17. The provision of the Act of 1988 which corresponds to Section 21(5) of the Act of 1872, and the provision relied upon by the Applicant here, is Section 7(1)(f) which provides:-


"An individual.... commits an act of bankruptcy in each of the following cases -
1 ..... (f) if execution against him has been levied by the seizure of his goods under an order of any court or if a return of no goods has been made by the sheriff or county registrar whether by endorsement of the order or otherwise;"

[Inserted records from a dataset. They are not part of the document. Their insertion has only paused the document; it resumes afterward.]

//! Typed results built from raw engine payloads
//!
//! Each bridged operation is parameterized by the `ResultAdapter` of the value
//! it produces. Adapting is pure and synchronous; it runs on the engine thread
//! inside the success callback and its failure becomes the operation's failure.

use serde::de::DeserializeOwned;
use std::sync::Arc;

use crate::error::Result;
use crate::raw::{DocRef, QueryMetadata, RawDocument, RawQueryResult, RawTransactionResult};
use crate::serializer::{decode_as, JsonSerializer, Serializer};
use crate::types::{AttemptId, DocId};
use crate::JsonValue;

/// What an adapter may need besides the raw payload.
#[derive(Clone)]
pub struct AdaptContext {
    /// Content serializer
    pub serializer: Arc<dyn Serializer>,
    /// Attempt the payload belongs to, if any
    pub attempt: Option<AttemptId>,
}

impl AdaptContext {
    /// Context outside of any attempt (e.g. the overall transaction result)
    pub fn detached(serializer: Arc<dyn Serializer>) -> Self {
        Self {
            serializer,
            attempt: None,
        }
    }

    /// Context for payloads produced within `attempt`
    pub fn for_attempt(serializer: Arc<dyn Serializer>, attempt: AttemptId) -> Self {
        Self {
            serializer,
            attempt: Some(attempt),
        }
    }
}

impl Default for AdaptContext {
    fn default() -> Self {
        Self::detached(Arc::new(JsonSerializer))
    }
}

impl std::fmt::Debug for AdaptContext {
    fn fmt(&self, f: &mut std::fmt::Formatter<'_>) -> std::fmt::Result {
        f.debug_struct("AdaptContext")
            .field("attempt", &self.attempt)
            .finish_non_exhaustive()
    }
}

/// Construction of a typed value from a raw engine payload.
pub trait ResultAdapter: Sized + Send + 'static {
    /// Payload type the engine delivers
    type Raw: Send + 'static;

    /// Build the value; failure resolves the operation to that error
    fn adapt(raw: Self::Raw, ctx: &AdaptContext) -> Result<Self>;
}

/// Operations with no return value.
impl ResultAdapter for () {
    type Raw = ();

    fn adapt(_raw: (), _ctx: &AdaptContext) -> Result<()> {
        Ok(())
    }
}

/// A document read or written inside an attempt.
#[derive(Debug, Clone, PartialEq)]
pub struct TransactionGetResult {
    doc_ref: DocRef,
    value: JsonValue,
    attempt: Option<AttemptId>,
}

impl TransactionGetResult {
    /// Document id
    pub fn id(&self) -> &DocId {
        &self.doc_ref.id
    }

    /// CAS as visible to the attempt
    pub fn cas(&self) -> u64 {
        self.doc_ref.cas
    }

    /// Decoded content
    pub fn value(&self) -> &JsonValue {
        &self.value
    }

    /// Decoded content as `T`
    pub fn content_as<T: DeserializeOwned>(&self) -> Result<T> {
        decode_as(&self.value)
    }

    /// Attempt that produced this result
    pub fn attempt(&self) -> Option<AttemptId> {
        self.attempt
    }

    /// Version reference for replace/remove
    pub fn doc_ref(&self) -> &DocRef {
        &self.doc_ref
    }
}

impl ResultAdapter for TransactionGetResult {
    type Raw = RawDocument;

    fn adapt(raw: RawDocument, ctx: &AdaptContext) -> Result<Self> {
        let value = ctx.serializer.deserialize(&raw.content)?;
        Ok(Self {
            doc_ref: raw.doc_ref(),
            value,
            attempt: ctx.attempt,
        })
    }
}

/// Full result set of a query issued inside an attempt.
#[derive(Debug, Clone, PartialEq)]
pub struct TransactionQueryResult {
    rows: Vec<JsonValue>,
    metadata: QueryMetadata,
}

impl TransactionQueryResult {
    /// Decoded rows
    pub fn rows(&self) -> &[JsonValue] {
        &self.rows
    }

    /// Rows converted to `T`
    pub fn rows_as<T: DeserializeOwned>(&self) -> Result<Vec<T>> {
        self.rows.iter().map(|row| decode_as(row)).collect()
    }

    /// Response metadata
    pub fn metadata(&self) -> &QueryMetadata {
        &self.metadata
    }

    /// Consume into rows
    pub fn into_rows(self) -> Vec<JsonValue> {
        self.rows
    }
}

impl ResultAdapter for TransactionQueryResult {
    type Raw = RawQueryResult;

    fn adapt(raw: RawQueryResult, ctx: &AdaptContext) -> Result<Self> {
        let rows = raw
            .rows
            .iter()
            .map(|row| ctx.serializer.deserialize(row))
            .collect::<Result<Vec<_>>>()?;
        Ok(Self {
            rows,
            metadata: raw.metadata,
        })
    }
}

/// Outcome of a committed transaction.
#[derive(Debug, Clone, PartialEq, Eq)]
pub struct TransactionResult {
    /// Engine transaction id
    pub transaction_id: String,
    /// Whether staged writes were fully made visible before `run` returned
    pub unstaging_complete: bool,
}

impl ResultAdapter for TransactionResult {
    type Raw = RawTransactionResult;

    fn adapt(raw: RawTransactionResult, _ctx: &AdaptContext) -> Result<Self> {
        Ok(Self {
            transaction_id: raw.transaction_id,
            unstaging_complete: raw.unstaging_complete,
        })
    }
}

18. In my view, the absence of the words "in the case of any such execution", which are to be found in the second limb of Section 21(5) of the Act of 1872, as amended in 1929 in Northern Ireland, from the second limb of Section 7(1)(f) is of no materiality and the decision In Re. Alexander is not distinguishable on that account only. It is clearly implicit in Section 7(1)(f) that the return of no goods made by the sheriff or county registrar referred to therein is a return on foot of execution under an order of any court. In principle, a return nulla bona which has been made without a bona fide attempt at execution must be open to challenge by a debtor as not constituting a "return of no goods" within the meaning of Section 7(1)(f) so as to amount to an act of bankruptcy. However, in this jurisdiction the sheriff or county registrar would have to be before the Court and would have to have an opportunity to be heard on such a challenge, given that such a challenge would impugn the conduct of a public officer in the performance of a duty reposed in him by a court. It is not necessary on this application to consider how that could be achieved in a proper procedural fashion.

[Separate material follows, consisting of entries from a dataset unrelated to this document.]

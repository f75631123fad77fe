//! Engines that break the callback contract

use crate::common::*;
use courier::testing::{Fire, Reply, ScriptedEngine};
use courier::{Error, TransactionGetResult};
use parking_lot::Mutex;
use serde_json::json;
use std::sync::Arc;

type Outcome = Arc<Mutex<Option<courier::Result<TransactionGetResult>>>>;

/// Run one transaction whose single attempt issues one `get` and records
/// what it resolved to. The attempt always succeeds.
async fn run_get(engine: &ScriptedEngine) -> Outcome {
    let runner = scripted_runner(engine);
    let outcome: Outcome = Arc::new(Mutex::new(None));
    let o = Arc::clone(&outcome);
    runner
        .run(
            move |ctx| {
                let o = Arc::clone(&o);
                async move {
                    let result = ctx.get(&travel().doc("k1")).await;
                    *o.lock() = Some(result);
                    Ok(())
                }
            },
            None,
        )
        .await
        .unwrap();
    outcome
}

fn take(outcome: &Outcome) -> courier::Result<TransactionGetResult> {
    outcome.lock().take().expect("get resolved")
}

#[tokio::test]
async fn test_empty_error_callback_is_unknown() {
    let engine = ScriptedEngine::new();
    engine.script_get(Reply::empty_err());

    let outcome = run_get(&engine).await;
    match take(&outcome) {
        Err(Error::Unknown { operation }) => assert_eq!(operation, "get"),
        other => panic!("expected Unknown, got {:?}", other.map(|d| d.cas())),
    }
}

#[tokio::test]
async fn test_synchronous_failure_then_late_callbacks_resolve_once() {
    let engine = ScriptedEngine::new();
    engine.script_get(Reply::throw_then(
        Error::fault(
            "dispatch failed",
            Error::Conflict {
                reason: "locked".into(),
            },
        ),
        vec![
            Fire::Ok(raw_doc("k1", 1, r#"{"v":1}"#)),
            Fire::Err(Some(Error::Internal {
                reason: "late".into(),
            })),
        ],
    ));

    let outcome = run_get(&engine).await;

    // The late callbacks land after the call resolved and are dropped.
    engine.release_deferred();
    engine.join_all();
    assert!(matches!(take(&outcome), Err(Error::Conflict { .. })));
}

#[tokio::test]
async fn test_duplicate_callbacks_keep_the_first() {
    let engine = ScriptedEngine::new();
    engine.script_get(Reply::fires(vec![
        Fire::Ok(raw_doc("k1", 5, r#"{"v":"first"}"#)),
        Fire::Ok(raw_doc("k1", 6, r#"{"v":"second"}"#)),
        Fire::Err(Some(Error::Conflict {
            reason: "third".into(),
        })),
    ]));

    let outcome = run_get(&engine).await;
    let doc = take(&outcome).unwrap();
    assert_eq!(doc.value(), &json!({"v": "first"}));
    assert_eq!(doc.cas(), 5);
}

#[tokio::test]
async fn test_error_before_success_keeps_the_error() {
    let engine = ScriptedEngine::new();
    engine.script_get(Reply::fires(vec![
        Fire::Err(Some(Error::DocumentNotFound {
            id: "travel/k1".into(),
        })),
        Fire::Ok(raw_doc("k1", 5, r#"{"v":1}"#)),
    ]));

    let outcome = run_get(&engine).await;
    assert!(matches!(take(&outcome), Err(Error::DocumentNotFound { .. })));
}

#[tokio::test(flavor = "multi_thread", worker_threads = 2)]
async fn test_concurrent_callbacks_resolve_exactly_once() {
    for _ in 0..25 {
        let engine = ScriptedEngine::new();
        engine.script_get(Reply::concurrent(vec![
            Fire::Ok(raw_doc("k1", 1, r#"{"v":1}"#)),
            Fire::Err(Some(Error::Conflict {
                reason: "race".into(),
            })),
            Fire::Err(None),
            Fire::Ok(raw_doc("k1", 2, r#"{"v":2}"#)),
        ]));

        let outcome = run_get(&engine).await;
        match take(&outcome) {
            Ok(doc) => assert!(doc.cas() == 1 || doc.cas() == 2),
            Err(Error::Conflict { .. }) | Err(Error::Unknown { .. }) => {}
            Err(other) => panic!("unexpected resolution: {}", other),
        }
    }
}

#[tokio::test]
async fn test_dropped_callbacks_resolve_to_internal_error() {
    let engine = ScriptedEngine::new();
    engine.script_get(Reply::silent());

    let outcome = run_get(&engine).await;
    assert!(matches!(take(&outcome), Err(Error::Internal { .. })));
}

#[tokio::test]
async fn test_undecodable_payload_resolves_to_serialization_error() {
    let engine = ScriptedEngine::new();
    engine.script_get(Reply::ok(raw_doc("k1", 1, "{not json")));

    let outcome = run_get(&engine).await;
    assert!(matches!(take(&outcome), Err(Error::Serialization { .. })));
}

19. In this case, all the evidence before the Court establishes is that Ms. Connaire, with the connivance of the Respondent, deflected the County Registrar away from No. 3 St. Patrick's Terrace by furnishing information which was untrue. It would absurd if a debtor could rely on specific inactivity of a sheriff or county registrar which was induced by false information furnished to him by, or with the connivance of, the debtor. That is all there is in this case and, in the circumstances, the Respondent, on whom the onus lies has not established that the returns dated 30th September, 1998 were made other than on foot of a bona fide attempt at execution so as not to amount to an act of bankruptcy within the meaning of Section 7(1)(f).

20. Accordingly, being satisfied that the Applicant has satisfied the requirements of Section 11(1) of the Act of 1998, I propose to sign an Order adjudicating the Respondent bankrupt.